As can be seen from Figure 10, the horizontal and elevation error of any combination of GPS, BDS-2, BDS-3 [B1I+B3I], BDS-3 [B1C+B2a], and BDS-2/3 fixed solutions are basically within 3 cm and 5 cm, respectively. According to the RMS statistics given in Table 6, the horizontal accuracy is basically within 1 cm, the elevation accuracy is basically within 2 cm, and the fixed rate is above 95%. According to the statistical results of the fixed rate and RMS for each scheme given in Table 6, the following rules can be obtained: the positioning accuracy of BDS-2 is relatively poor; GPS is superior to the BDS-2; any frequency signal combination of BDS-3 is better than GPS and BDS-2. The BDS-3 new signal combination (B1C+B2a) was slightly better than the transition signal combination (B1I+B3I). Due to the large number of satellites involved in the calculation, the positioning accuracy and fixed rate of the BDS-2/3 scheme in all directions are generally superior to other combinations. Relevant laws can also be reflected in the positioning time series of each scheme plotted in Figure 10.

5. Discussion

Since the BDS-3 system began to initially provide global service at the end of 2018, a large number of scholars have studied the PNT service performance of BDS-3, mainly focusing on the aspects of signal quality, orbit, clock error, PPP positioning performance, and conventional RTK service performance. Network RTK technology is an important real-time regional high-precision GNSS positioning technology, but there are few related studies based on the new BDS-3 signal system. In this paper, the algorithm model of network RTK is firstly derived in detail, and then the positioning performance of BDS-3 is evaluated based on the measured data of a provincial CORS network in central China, and a better positioning effect is obtained. The experimental analysis also points out the direction for further research:

• Firstly, in the long-distance baseline calculation between reference stations, tropospheric wet delay and ionospheric delay were estimated as parameters to assist the fixation of ambiguity. Although random walk was used to estimate parameters and a variance constraint was applied to accelerate the convergence of the baseline, the initial parameter values were set to zero. Theoretically, adding an external correction model to provide relatively accurate initial values would further shorten the baseline convergence time.
• Secondly, the experimental analysis results in Section 4.1 and Section 4.2 show that the ionospheric and troposphere atmospheric modeling and interpolation accuracy are negatively correlated with the satellite elevation angle. In Section 2.2 of atmospheric modeling strategy, this paper gives a preliminary method of ionospheric weighting based on elevation angle, but a more refined modeling weighting method considering the influence of elevation angle needs to be further studied.
• Finally, Section 4.3 of this paper takes the GPS system as reference and designs five schemes to preliminarily evaluate the positioning performance of network RTK of BDS-3. The horizontal error of each scheme is basically within 3 cm, and the elevation error is within 5 cm, which can meet the requirements of providing network RTK high-precision service independently. In addition, the terminal positioning effect statistics show that the positioning accuracy of BDS-2 is relatively poor, the positioning accuracy of BDS-3 is only slightly better than that of GPS, and the combined processing effect of BDS-2/3 using B1I+B3I transition signal is the best. The reason why the positioning performance of BDS-3 is slightly better than that of GPS may be attributed to the fact that the experimental data in this paper were collected in central China. Compared with GPS, the number of BDS-3 satellites and the distribution of DOP values in the Asia-Pacific region are obviously more advantageous. The number of satellites and the distribution of PDOP values of Station SC17, shown in Figure 9, can also be seen as related laws. Further comparative analysis requires further data collection of more regions for experimental demonstration.

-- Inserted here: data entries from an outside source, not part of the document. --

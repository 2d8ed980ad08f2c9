use std::any::Any;
use std::fmt;
use std::rc::Rc;

use crate::error::RoutineError;

/// Dynamically typed value routed between strands.
///
/// Broadcast payloads, routine results and race outcomes all travel as
/// `Value`. The payload is reference-counted so that one broadcast can fan
/// out to any number of receivers without copying; the concrete type name is
/// captured at construction for diagnostics.
#[derive(Clone)]
pub struct Value {
    inner: Rc<dyn Any>,
    type_name: &'static str,
}

impl Value {
    pub fn new<T: Any>(value: T) -> Self {
        Self {
            inner: Rc::new(value),
            type_name: std::any::type_name::<T>(),
        }
    }

    /// The `()` payload, delivered by broadcasts that carry no data.
    pub fn unit() -> Self {
        Self::new(())
    }

    /// Wrap a result produced off-loop by a blocking task.
    pub fn from_boxed(value: Box<dyn Any + Send>) -> Self {
        let value: Box<dyn Any> = value;
        Self {
            inner: Rc::from(value),
            type_name: "<blocking task result>",
        }
    }

    pub fn is<T: Any>(&self) -> bool {
        self.inner.is::<T>()
    }

    pub fn is_unit(&self) -> bool {
        self.is::<()>()
    }

    pub fn downcast_ref<T: Any>(&self) -> Option<&T> {
        self.inner.downcast_ref::<T>()
    }

    /// Clone the payload out as `T`, or `None` on a type mismatch.
    pub fn downcast<T: Any + Clone>(&self) -> Option<T> {
        self.downcast_ref::<T>().cloned()
    }

    /// Move the payload out as `T`. Fails on a type mismatch or when other
    /// clones of this value are still alive (fan-out payloads are shared).
    pub fn take<T: Any>(self) -> Result<T, RoutineError> {
        let got = self.type_name;
        let want = std::any::type_name::<T>();
        match self.inner.downcast::<T>() {
            Ok(rc) => Rc::try_unwrap(rc)
                .map_err(|_| RoutineError::new(format!("value of type {want} is still shared"))),
            Err(_) => Err(RoutineError::new(format!(
                "expected a value of type {want}, got {got}"
            ))),
        }
    }

    /// Concrete type name captured at construction.
    pub fn type_name(&self) -> &'static str {
        self.type_name
    }
}

impl fmt::Debug for Value {
    fn fmt(&self, f: &mut fmt::Formatter<'_>) -> fmt::Result {
        write!(f, "Value<{}>", self.type_name)
    }
}
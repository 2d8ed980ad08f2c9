use std::cell::{Cell, RefCell};
use std::fmt;
use std::rc::Rc;

use crate::error::RuntimeFault;
use crate::value::Value;

/// Index of a strand in the engine's arena.
///
/// All engine tables (waiter table, ready deque, live-children lists,
/// blocking-task map) refer to strands by id, never by owning pointer.
///
/// Display: `s<index>`, e.g. `s3`.
#[derive(Clone, Copy, Debug, PartialEq, Eq, PartialOrd, Ord, Hash)]
pub struct StrandId(u32);

impl StrandId {
    pub const fn new(raw: u32) -> Self {
        Self(raw)
    }

    pub fn index(self) -> usize {
        self.0 as usize
    }
}

impl fmt::Display for StrandId {
    fn fmt(&self, f: &mut fmt::Formatter<'_>) -> fmt::Result {
        write!(f, "s{}", self.0)
    }
}

/// Completion record shared between the engine and every handle to one
/// strand. The engine is the only writer.
#[derive(Debug, Default)]
pub struct StrandShared {
    done: Cell<bool>,
    cancelled: Cell<bool>,
    result: RefCell<Option<Value>>,
}

impl StrandShared {
    pub fn mark_done(&self, result: Value) {
        self.result.replace(Some(result));
        self.done.set(true);
    }

    pub fn mark_cancelled(&self) {
        self.cancelled.set(true);
    }

    pub fn is_done(&self) -> bool {
        self.done.get()
    }

    pub fn is_cancelled(&self) -> bool {
        self.cancelled.get()
    }

    pub fn result(&self) -> Option<Value> {
        self.result.borrow().clone()
    }
}

/// Handle to a running or finished strand.
///
/// Handles are cheap to clone and remain valid after the strand terminates;
/// they are how routines join, race and cancel the work they forked.
#[derive(Clone, Debug)]
pub struct Strand {
    id: StrandId,
    shared: Rc<StrandShared>,
}

impl Strand {
    pub fn new(id: StrandId, shared: Rc<StrandShared>) -> Self {
        Self { id, shared }
    }

    pub fn id(&self) -> StrandId {
        self.id
    }

    pub fn is_done(&self) -> bool {
        self.shared.is_done()
    }

    pub fn is_cancelled(&self) -> bool {
        self.shared.is_cancelled()
    }

    /// The strand's return value. Fails while the strand is still running.
    pub fn result(&self) -> Result<Value, RuntimeFault> {
        self.shared.result().ok_or(RuntimeFault::StrandStillRunning)
    }
}

impl fmt::Display for Strand {
    fn fmt(&self, f: &mut fmt::Formatter<'_>) -> fmt::Result {
        write!(f, "Strand[{}]", self.id)
    }
}
use std::cell::RefCell;
use std::collections::VecDeque;
use std::rc::Rc;

use uuid::Uuid;
use weft_types::{Ctx, Effect, RoutineError, Value};

/// FIFO mutual exclusion for strands.
///
/// Acquirers queue on tickets; each parked acquirer waits on its own
/// broadcast key with a cancel hook that retracts the ticket, so cancelling
/// a waiting strand leaves the queue consistent. Release hands the lock to
/// the next ticket with an immediate broadcast.
#[derive(Clone)]
pub struct Lock {
    state: Rc<RefCell<LockState>>,
    key_prefix: String,
}

#[derive(Default)]
struct LockState {
    queue: VecDeque<u64>,
    next_ticket: u64,
}

/// Proof of acquisition; releasing consumes it.
#[derive(Debug)]
pub struct LockGuard {
    ticket: u64,
}

impl Lock {
    pub fn new() -> Self {
        Self {
            state: Rc::default(),
            key_prefix: format!("lock.{}", Uuid::new_v4()),
        }
    }

    fn slot_key(&self, ticket: u64) -> String {
        format!("{}.{}", self.key_prefix, ticket)
    }

    /// Take the lock, parking behind earlier acquirers.
    pub async fn acquire(&self, ctx: &Ctx) -> LockGuard {
        let (ticket, must_wait) = {
            let mut state = self.state.borrow_mut();
            let ticket = state.next_ticket;
            state.next_ticket += 1;
            let must_wait = !state.queue.is_empty();
            state.queue.push_back(ticket);
            (ticket, must_wait)
        };
        if must_wait {
            let state = Rc::clone(&self.state);
            let retract = move || {
                state.borrow_mut().queue.retain(|queued| *queued != ticket);
            };
            ctx.perform(Effect::receive(self.slot_key(ticket)).with_cancel_hook(retract))
                .await;
        }
        LockGuard { ticket }
    }

    /// Release the lock, waking the next queued acquirer.
    ///
    /// Fails when `guard` does not hold this lock (a guard from another
    /// lock instance).
    pub async fn release(&self, ctx: &Ctx, guard: LockGuard) -> Result<(), RoutineError> {
        let next = {
            let mut state = self.state.borrow_mut();
            match state.queue.front() {
                Some(&holder) if holder == guard.ticket => {
                    state.queue.pop_front();
                }
                _ => return Err(RoutineError::new("lock released out of turn")),
            }
            state.queue.front().copied()
        };
        if let Some(next) = next {
            // immediate, so the hand-off happens before anything queued
            // behind this release gets a turn
            ctx.perform(Effect::broadcast_immediate(self.slot_key(next), Value::unit()))
                .await;
        }
        Ok(())
    }
}

impl Default for Lock {
    fn default() -> Self {
        Self::new()
    }
}
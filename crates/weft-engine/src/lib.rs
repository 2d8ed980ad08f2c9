mod bridge;
pub mod scheduler;
mod trace;
mod waiters;

pub use scheduler::{RunOptions, run, run_with};
//! Bridge between the single-threaded loop and the blocking worker pool.
//!
//! The loop submits tasks; workers post `(task id, outcome)` into a
//! thread-safe inbox which the loop drains — non-blocking while ready work
//! remains, blocking otherwise. Workers never touch engine state.

use std::any::Any;
use std::collections::HashMap;
use std::panic::{AssertUnwindSafe, catch_unwind};
use std::thread;

use crossbeam_channel::{Receiver, Sender, TryRecvError, unbounded};
use uuid::Uuid;
use weft_types::{BlockingFn, StrandId};

type Outcome = Result<Box<dyn Any + Send>, String>;

/// A completed blocking task, resolved back to its waiting strand.
pub(crate) struct TaskDelivery {
    pub(crate) strand: StrandId,
    pub(crate) outcome: Outcome,
}

struct Job {
    id: Uuid,
    task: BlockingFn,
}

pub(crate) struct BlockingBridge {
    jobs_tx: Sender<Job>,
    jobs_rx: Receiver<Job>,
    results_tx: Sender<(Uuid, Outcome)>,
    results_rx: Receiver<(Uuid, Outcome)>,
    in_flight: HashMap<Uuid, StrandId>,
    spawned: usize,
    max_workers: usize,
}

impl BlockingBridge {
    pub(crate) fn new(max_workers: usize) -> Self {
        let (jobs_tx, jobs_rx) = unbounded();
        let (results_tx, results_rx) = unbounded();
        Self {
            jobs_tx,
            jobs_rx,
            results_tx,
            results_rx,
            in_flight: HashMap::new(),
            spawned: 0,
            max_workers: max_workers.max(1),
        }
    }

    pub(crate) fn in_flight(&self) -> usize {
        self.in_flight.len()
    }

    /// Queue `task` for off-loop execution on behalf of `strand`, growing
    /// the pool if every worker is busy and the cap allows.
    pub(crate) fn submit(&mut self, strand: StrandId, task: BlockingFn) {
        let id = Uuid::new_v4();
        self.in_flight.insert(id, strand);
        if self.spawned < self.max_workers && self.in_flight.len() > self.spawned {
            self.spawn_worker();
        }
        // the bridge holds the receiver, so the channel cannot be closed
        let _ = self.jobs_tx.send(Job { id, task });
    }

    fn spawn_worker(&mut self) {
        let jobs = self.jobs_rx.clone();
        let results = self.results_tx.clone();
        self.spawned += 1;
        // Detached: a task that never returns must not wedge the caller of
        // `run`. The worker exits once the job channel closes.
        thread::spawn(move || {
            for Job { id, task } in jobs.iter() {
                let outcome = catch_unwind(AssertUnwindSafe(task)).map_err(panic_message);
                if results.send((id, outcome)).is_err() {
                    break;
                }
            }
        });
    }

    /// Wait for the next completed task. Used only when the ready deque is
    /// empty, so the loop sleeps exactly when nothing else can progress.
    pub(crate) fn recv(&mut self) -> Option<TaskDelivery> {
        loop {
            match self.results_rx.recv() {
                Ok(message) => {
                    if let Some(delivery) = self.accept(message) {
                        return Some(delivery);
                    }
                }
                Err(_) => {
                    self.in_flight.clear();
                    return None;
                }
            }
        }
    }

    pub(crate) fn try_recv(&mut self) -> Option<TaskDelivery> {
        loop {
            match self.results_rx.try_recv() {
                Ok(message) => {
                    if let Some(delivery) = self.accept(message) {
                        return Some(delivery);
                    }
                }
                Err(TryRecvError::Empty | TryRecvError::Disconnected) => return None,
            }
        }
    }

    fn accept(&mut self, (id, outcome): (Uuid, Outcome)) -> Option<TaskDelivery> {
        let strand = self.in_flight.remove(&id)?;
        Some(TaskDelivery { strand, outcome })
    }
}

fn panic_message(payload: Box<dyn Any + Send>) -> String {
    if let Some(message) = payload.downcast_ref::<&str>() {
        (*message).to_string()
    } else if let Some(message) = payload.downcast_ref::<String>() {
        message.clone()
    } else {
        "blocking task panicked".to_string()
    }
}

In addition, the theoretical basis of network RTK in this paper is based on the double-difference mode. In the aspect of algorithm practice, the double-difference model theory is relatively simple and does not need the support of precise products. However, when there are too many reference stations, the double-difference model has a large amount of computation. With the development of PPP-RTK technology [30], the non-difference model is used to fix the non-difference ambiguity of reference stations, and then the independent non-difference atmospheric delay of each station is extracted. It can be compatible with the traditional double-difference network RTK technology, and the product generation strategy under different modes needs to be further studied.

6. Conclusions

This paper first describes the current research status of the BDS-3 system and then gives the algorithm processing model of network RTK. Finally, the experimental verification is carried out based on five actual reference stations and one test station of a provincial CORS network in central China. The service effects of BDS-3 new signal combination (B1C+B2a) and transition signal combination (B1I+B3I) were compared from the aspects of atmospheric correction accuracy and regional modeling accuracy. Finally, taking the GPS system as reference, five schemes were designed to evaluate the positioning performance of network RTK in the BDS-3 system. The following conclusions are drawn:

• When the combination of B1C+B2a and B1I+B3I of a single BDS-3 constellation provides VRS service, the fixed rate of terminal RTK is above 95%, and the horizontal and elevation accuracy are within 1 cm and 2 cm, respectively. The single BDS-3 system is sufficient to meet the needs of providing network RTK high-precision positioning service in surveying and mapping operations. In addition, the terminal positioning effect statistics show that the positioning accuracy of BDS-2 is relatively poor, GPS is superior to BDS-2, the positioning accuracy of BDS-3 is better than that of GPS and BDS-2, BDS-2/3 combined processing of B1I+B3I transition signal has the best effect, and its accuracy in the E and N directions is better than 0.5 cm, and that in the U direction is better than 1.5 cm.
• Based on the analysis of atmospheric correction, regional atmospheric modeling, and network RTK terminal positioning accuracy, it can be seen that the new signal combination (B1C+B2a) of the BDS-3 system is slightly better than the transition signal combination (B1I+B3I). In addition, the double-difference atmospheric correction of the reference station and the accuracy of regional atmospheric modeling both show a positive correlation with elevation angle, so it is necessary to carry out reasonable weighting processing for the satellite according to elevation angle in regional atmospheric modeling.
• According to the above analysis, when a single BDS-3 constellation provides network RTK service, the combination of B1C+B2a is suggested to be adopted as the main frequency signals for calculation. When the BDS-2/3 combined solution provides network RTK service, it is recommended to adopt the B1I+B3I combination as the main frequency signals for the solution.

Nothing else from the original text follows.